Dear Friends,
Well, it’s actually arrived. The day I dreaded has finally dawned. I’m sat in front of the computer, about to start writing my latest Wednesday letter, and I cannot think of anything to say. I’m not someone who is usually lost for words. But this evening, that is how it is. I guess I’m just feeling a bit flat. I’m not quite sure what the future has in store; the immediate future, or looking further ahead. Hoping for the best, while fearing for the worst is an oft repeated mantra precisely because it sums up the mood of many of us right now…
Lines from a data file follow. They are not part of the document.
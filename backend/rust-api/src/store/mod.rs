//! Document store client.
//!
//! Repositories only talk to the store through [`StoreConnector`] and
//! [`StoreSession`]. A connector hands out one session per operation; the
//! caller closes it when done, on every exit path. Two implementations ship
//! with the crate: [`mongo::MongoConnector`] for production and
//! [`memory::MemoryStore`] for local runs and tests.

use std::fmt;
use std::future::Future;
use std::sync::Arc;
use std::time::Duration;

use async_trait::async_trait;
use futures::stream::BoxStream;
use mongodb::bson::Document;

pub mod error;
pub mod memory;
pub mod mongo;

pub use error::StoreError;

use crate::config::{StoreBackend, StoreSettings};

/// Address of a collection, possibly nested under a parent document.
///
/// Segments alternate between collection names and document keys and always
/// end with a collection name: `["userAnswers", "u1", "answeredQuestions"]`.
#[derive(Debug, Clone, PartialEq, Eq, Hash)]
pub struct CollectionRef {
    segments: Vec<String>,
}

impl CollectionRef {
    pub fn root(name: impl Into<String>) -> Self {
        Self {
            segments: vec![name.into()],
        }
    }

    /// Collection `name` scoped under the document `parent_key` of `self`.
    pub fn subcollection(&self, parent_key: impl Into<String>, name: impl Into<String>) -> Self {
        let mut segments = self.segments.clone();
        segments.push(parent_key.into());
        segments.push(name.into());
        Self { segments }
    }

    /// Write intent for a new document with a store-generated key.
    pub fn new_record(&self, data: Document) -> NewRecord {
        NewRecord {
            collection: self.clone(),
            data,
        }
    }

    pub fn segments(&self) -> &[String] {
        &self.segments
    }

    /// Collection names only, without the parent keys in between.
    pub fn collection_names(&self) -> impl Iterator<Item = &str> {
        self.segments.iter().step_by(2).map(String::as_str)
    }

    /// Path of the parent document, `None` for a top-level collection.
    pub fn parent_path(&self) -> Option<String> {
        if self.segments.len() < 3 {
            return None;
        }
        Some(self.segments[..self.segments.len() - 1].join("/"))
    }

    pub fn path(&self) -> String {
        self.segments.join("/")
    }
}

impl fmt::Display for CollectionRef {
    fn fmt(&self, f: &mut fmt::Formatter<'_>) -> fmt::Result {
        f.write_str(&self.path())
    }
}

/// A document as read back from the store.
#[derive(Debug, Clone, PartialEq)]
pub struct StoredDocument {
    /// Store-assigned key, unique within its collection.
    pub key: String,
    /// Document body without any store bookkeeping fields.
    pub data: Document,
}

/// One pending insert; the store assigns the key on acceptance.
#[derive(Debug, Clone, PartialEq)]
pub struct NewRecord {
    pub collection: CollectionRef,
    pub data: Document,
}

/// Result of a bulk write. Batches are not atomic: writes that were accepted
/// before or alongside a failure stay written.
#[derive(Debug, Clone, PartialEq)]
pub enum BatchOutcome {
    AllAccepted {
        count: usize,
    },
    PartiallyAccepted {
        accepted: usize,
        /// Positions in the submitted batch that were not written.
        failed: Vec<usize>,
        error: StoreError,
    },
    Rejected(StoreError),
}

impl BatchOutcome {
    /// Classifies a batch of `total` writes from the indices that failed.
    pub fn from_failures(total: usize, mut failed: Vec<usize>, error: Option<StoreError>) -> Self {
        failed.sort_unstable();
        failed.dedup();

        if failed.is_empty() {
            return BatchOutcome::AllAccepted { count: total };
        }

        let error = error.unwrap_or_else(|| {
            StoreError::Write(format!("{} of {} writes failed", failed.len(), total))
        });

        if failed.len() >= total {
            BatchOutcome::Rejected(error)
        } else {
            BatchOutcome::PartiallyAccepted {
                accepted: total - failed.len(),
                failed,
                error,
            }
        }
    }

    pub fn is_complete(&self) -> bool {
        matches!(self, BatchOutcome::AllAccepted { .. })
    }

    pub fn error(&self) -> Option<&StoreError> {
        match self {
            BatchOutcome::AllAccepted { .. } => None,
            BatchOutcome::PartiallyAccepted { error, .. } | BatchOutcome::Rejected(error) => {
                Some(error)
            }
        }
    }

    /// Whether the write at `index` is known to have been accepted.
    pub fn accepted(&self, index: usize) -> bool {
        match self {
            BatchOutcome::AllAccepted { .. } => true,
            BatchOutcome::PartiallyAccepted { failed, .. } => failed.binary_search(&index).is_err(),
            BatchOutcome::Rejected(_) => false,
        }
    }

    /// Collapses the outcome for callers that treat any failed write as a
    /// failure of the whole batch.
    pub fn into_result(self) -> Result<usize, StoreError> {
        match self {
            BatchOutcome::AllAccepted { count } => Ok(count),
            BatchOutcome::PartiallyAccepted { error, .. } | BatchOutcome::Rejected(error) => {
                Err(error)
            }
        }
    }
}

/// Lazy, finite, non-restartable enumeration. `None` means exhausted; an
/// `Err` item means the stream broke and no further items should be read.
pub type DocumentStream = BoxStream<'static, Result<StoredDocument, StoreError>>;

/// Hands out store sessions. Implementations must be safe to call from many
/// requests at once; every call returns an independent session.
#[async_trait]
pub trait StoreConnector: Send + Sync {
    async fn connect(&self) -> Result<Box<dyn StoreSession>, StoreError>;
}

#[async_trait]
pub trait StoreSession: Send + Sync {
    /// Enumerates every document of `collection` in store order.
    async fn documents(&self, collection: &CollectionRef) -> Result<DocumentStream, StoreError>;

    /// Submits all records as one bulk batch.
    async fn write_batch(&self, records: Vec<NewRecord>) -> BatchOutcome;

    /// Releases the session.
    async fn close(self: Box<Self>) -> Result<(), StoreError>;
}

/// Runs a store operation under a deadline.
pub async fn within<T, F>(limit: Duration, operation: F) -> Result<T, StoreError>
where
    F: Future<Output = Result<T, StoreError>>,
{
    tokio::time::timeout(limit, operation)
        .await
        .map_err(|_| StoreError::Timeout(limit))?
}

/// Builds the connector selected by `settings.backend`.
pub async fn build_connector(settings: &StoreSettings) -> anyhow::Result<Arc<dyn StoreConnector>> {
    match settings.backend {
        StoreBackend::Mongo => {
            let connector = mongo::MongoConnector::new(settings).await?;
            tracing::info!("Using MongoDB store, database {}", settings.database);
            Ok(Arc::new(connector))
        }
        StoreBackend::Memory => {
            tracing::warn!("Using in-memory store; data is lost on restart");
            Ok(Arc::new(memory::MemoryStore::new()))
        }
    }
}

/// Closes a session, logging rather than propagating a failed release.
pub async fn release(session: Box<dyn StoreSession>) {
    if let Err(e) = session.close().await {
        tracing::warn!("Failed to close store session: {}", e);
    }
}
…Anyway, enough of me. What about you? We all have to face up to the uncomfortable truth that to a greater or lesser degree, as the pandemic continues to radically disrupt our lives, whether we like it or not, all of us have been affected mentally. Is it too much to suggest that for all of us, our mental health has taken a hit? Perhaps not to the extent of needing professional medical intervention, or of needing to take particular prescribed medication, or of requiring any other form of treatment, but we know just how much we have been affected, or do we? We are heartened by the news that a vaccine may well become available sooner rather than later. But it will not automatically cure all our ills. As we wake from this Covid-19 induced nightmare, none of is likely to emerge totally unscathed. All of us need to take seriously the likely lasting impact this whole experience will have had on our mental health…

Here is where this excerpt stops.